Bobby (Lonnie Chavis) and Kevin (Ezra Dewey) 12 o 13 years old – are living their best lives, dreaming of California and getting in some baseball practice, when both of them are abducted and bundled into a car boot. Kevin is removed first, leaving Bobby to force his way out; he emerges in the garage of a remote and dingy house. He’s about to run for his life when he remembers their pledge – “Friends until the end” – so he does a 180° turn. Tiptoeing around the evil babysitter holding them hostage, he locates a whimpering Kevin in a locked room on the upper storey.

There is something discreetly radical about making Bobby, who is black, the active and resourceful protagonist in defence of his mixed-race friend. The kidnappers – with a Maga sticker on their car, and whose creepy mansion is surrounded by gothic oil derricks – belong to an older US. As Bobby blends into dark corners and searches for keys, like some child abuse-themed escape room, Charbonier and Powell don’t have too much difficulty keeping tension levels in the red. Logic is sometimes stretched, anche se: it is surely not plausible that Bobby would try to clean a huge bloodstain in the couple of minutes before he knows he will be interrupted.
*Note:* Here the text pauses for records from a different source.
// SPDX-License-Identifier: BUSL-1.1
// Copyright (c) 2026 Alfred Jean LLC

use super::*;
use axum::body::Body;
use axum::http::{Request, StatusCode};
use http_body_util::BodyExt;
use ob_core::{Action, Clock, JobId, JobRecord, OpsPaths};
use ob_engine::Metrics;
use ob_storage::{AuditLog, RunRegistry};
use tower::ServiceExt;

const TOKEN: &str = "test-token-123";

struct Harness {
    state: AppState,
    _dir: tempfile::TempDir,
}

fn harness() -> Harness {
    let dir = tempfile::tempdir().unwrap();
    let paths = OpsPaths::new(dir.path().join("ops"), dir.path().join("backups"));
    paths.ensure_tree().unwrap();
    std::fs::write(paths.token_file(), format!("{TOKEN}\n")).unwrap();
    std::fs::write(
        paths.apps_file(),
        "apps:\n  blog:\n    containers: [blog-web]\n",
    )
    .unwrap();

    let metrics = Metrics::new().unwrap();
    let registry = RunRegistry::new(paths.registry_db());
    registry.ensure_schema().unwrap();
    let audit = AuditLog::new(paths.audit_log());
    let deps = ob_engine::EngineDeps::new(paths.clone(), metrics.clone());
    let orchestrator = Orchestrator::new(
        paths.run_logs_dir(),
        registry,
        audit,
        metrics.jobs_running.clone(),
        SystemClock,
    );

    Harness {
        state: AppState { deps, orchestrator },
        _dir: dir,
    }
}

async fn send(state: AppState, request: Request<Body>) -> (StatusCode, serde_json::Value) {
    let response = router(state).oneshot(request).await.unwrap();
    let status = response.status();
    let bytes = response.into_body().collect().await.unwrap().to_bytes();
    let value = if bytes.is_empty() {
        serde_json::Value::Null
    } else {
        serde_json::from_slice(&bytes)
            .unwrap_or_else(|_| serde_json::Value::String(String::from_utf8_lossy(&bytes).into_owned()))
    };
    (status, value)
}

fn get(path: &str) -> Request<Body> {
    Request::builder().uri(path).body(Body::empty()).unwrap()
}

fn get_authed(path: &str) -> Request<Body> {
    Request::builder()
        .uri(path)
        .header("x-ops-token", TOKEN)
        .body(Body::empty())
        .unwrap()
}

fn post_authed(path: &str, body: serde_json::Value) -> Request<Body> {
    Request::builder()
        .method("POST")
        .uri(path)
        .header("x-ops-token", TOKEN)
        .header("content-type", "application/json")
        .body(Body::from(body.to_string()))
        .unwrap()
}

#[tokio::test]
async fn health_needs_no_token() {
    let h = harness();
    let (status, body) = send(h.state.clone(), get("/health")).await;
    assert_eq!(status, StatusCode::OK);
    assert_eq!(body["status"], "ok");
}

#[tokio::test]
async fn metrics_needs_no_token() {
    let h = harness();
    let (status, body) = send(h.state.clone(), get("/metrics")).await;
    assert_eq!(status, StatusCode::OK);
    let text = body.as_str().unwrap_or_default().to_string();
    assert!(text.contains("ops_jobs_running"), "body: {text}");
}

#[tokio::test]
async fn missing_token_is_forbidden() {
    let h = harness();
    let (status, _) = send(h.state.clone(), get("/cloud/remotes")).await;
    assert_eq!(status, StatusCode::FORBIDDEN);
}

#[tokio::test]
async fn wrong_token_is_forbidden() {
    let h = harness();
    let request = Request::builder()
        .uri("/cloud/remotes")
        .header("x-ops-token", "wrong")
        .body(Body::empty())
        .unwrap();
    let (status, _) = send(h.state.clone(), request).await;
    assert_eq!(status, StatusCode::FORBIDDEN);
}

#[tokio::test]
async fn token_with_surrounding_whitespace_in_file_still_matches() {
    // The file holds "test-token-123\n"; the trimmed value must match.
    let h = harness();
    let (status, _) = send(h.state.clone(), get_authed("/runs/nope/manifest")).await;
    // Auth passed; the run itself is unknown.
    assert_eq!(status, StatusCode::NOT_FOUND);
}

#[tokio::test]
async fn unknown_manifest_is_404() {
    let h = harness();
    let (status, body) = send(
        h.state.clone(),
        get_authed("/runs/20990101000000-ffffffff/manifest"),
    )
    .await;
    assert_eq!(status, StatusCode::NOT_FOUND);
    assert!(body["error"].as_str().unwrap().contains("manifest not found"));
}

#[tokio::test]
async fn unknown_run_log_is_404() {
    let h = harness();
    let (status, _) = send(
        h.state.clone(),
        get_authed("/runs/20990101000000-ffffffff/log"),
    )
    .await;
    assert_eq!(status, StatusCode::NOT_FOUND);
}

#[tokio::test]
async fn unknown_job_is_404() {
    let h = harness();
    let (status, body) = send(h.state.clone(), get_authed("/jobs/20990101000000-ffffffff")).await;
    assert_eq!(status, StatusCode::NOT_FOUND);
    assert!(body["error"].as_str().unwrap().contains("job not found"));
}

#[tokio::test]
async fn job_falls_back_to_the_durable_registry() {
    let h = harness();
    let clock = ob_core::FakeClock::new();
    let record = JobRecord::queued(
        JobId::mint(&clock),
        Action::Backup,
        serde_json::json!({"action": "backup"}),
        h.state.deps.paths.run_log("x"),
        clock.now_utc(),
    );
    h.state.orchestrator.registry().upsert(&record).unwrap();

    let (status, body) = send(
        h.state.clone(),
        get_authed(&format!("/jobs/{}", record.job_id)),
    )
    .await;
    assert_eq!(status, StatusCode::OK);
    assert_eq!(body["job_id"], record.job_id.as_str());
    assert_eq!(body["action"], "backup");
    assert_eq!(body["status"], "queued");
}

#[tokio::test]
async fn backup_with_unknown_app_is_404_and_not_enqueued() {
    let h = harness();
    let (status, body) = send(
        h.state.clone(),
        post_authed("/actions/backup", serde_json::json!({"apps": ["nope"]})),
    )
    .await;
    assert_eq!(status, StatusCode::NOT_FOUND);
    assert!(body["error"].as_str().unwrap().contains("unknown app"));

    // No work directory and no run log came into being.
    let work_entries: Vec<_> = std::fs::read_dir(h.state.deps.paths.work_dir())
        .unwrap()
        .collect();
    assert!(work_entries.is_empty());
}

#[tokio::test]
async fn restore_with_lowercase_confirmation_is_400() {
    let h = harness();
    let (status, body) = send(
        h.state.clone(),
        post_authed(
            "/actions/restore",
            serde_json::json!({
                "run_id": "20260115120000-0a1b2c3d",
                "mode": "restore-db",
                "typed_confirmation": "restore 20260115120000-0a1b2c3d",
            }),
        ),
    )
    .await;
    assert_eq!(status, StatusCode::BAD_REQUEST);
    assert!(body["error"]
        .as_str()
        .unwrap()
        .contains("typed confirmation mismatch"));
}

#[tokio::test]
async fn restore_with_unknown_mode_is_400() {
    let h = harness();
    let (status, _) = send(
        h.state.clone(),
        post_authed(
            "/actions/restore",
            serde_json::json!({
                "run_id": "20260115120000-0a1b2c3d",
                "mode": "wipe-everything",
            }),
        ),
    )
    .await;
    assert_eq!(status, StatusCode::BAD_REQUEST);
}

#[tokio::test]
async fn upload_snapshot_without_run_id_is_400() {
    let h = harness();
    let (status, body) = send(
        h.state.clone(),
        post_authed(
            "/actions/upload/snapshot",
            serde_json::json!({"remote": "offsite"}),
        ),
    )
    .await;
    assert_eq!(status, StatusCode::BAD_REQUEST);
    assert!(body["error"].as_str().unwrap().contains("run_id"));
}

#[tokio::test]
async fn validate_with_unknown_run_is_404() {
    let h = harness();
    let (status, _) = send(
        h.state.clone(),
        post_authed(
            "/actions/validate",
            serde_json::json!({"run_id": "20990101000000-ffffffff"}),
        ),
    )
    .await;
    assert_eq!(status, StatusCode::NOT_FOUND);
}

#[tokio::test(flavor = "multi_thread")]
async fn prune_enqueues_and_is_visible_in_memory() {
    let h = harness();
    let (status, body) = send(h.state.clone(), post_authed("/actions/prune", serde_json::json!({}))).await;
    assert_eq!(status, StatusCode::OK);
    assert_eq!(body["action"], "prune");
    assert_eq!(body["status"], "queued");

    let job_id = body["job_id"].as_str().unwrap().to_string();
    let (status, job) = send(h.state.clone(), get_authed(&format!("/jobs/{job_id}"))).await;
    assert_eq!(status, StatusCode::OK);
    assert_eq!(job["job_id"], job_id);
}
The opening half-hour, including the chilling first moments in the house, are filmed with a great emotional clarity. But this lucid style gets subordinated to the pragmatic needs of the cat-and-mouse scenario – to the point where Charbonier and Powell lift/homage The Shining’s most celebrated shot. In the end this is a fundamentally genre-subservient film, staying within the safe lines that absolves it from getting close to the true horrors it hints at.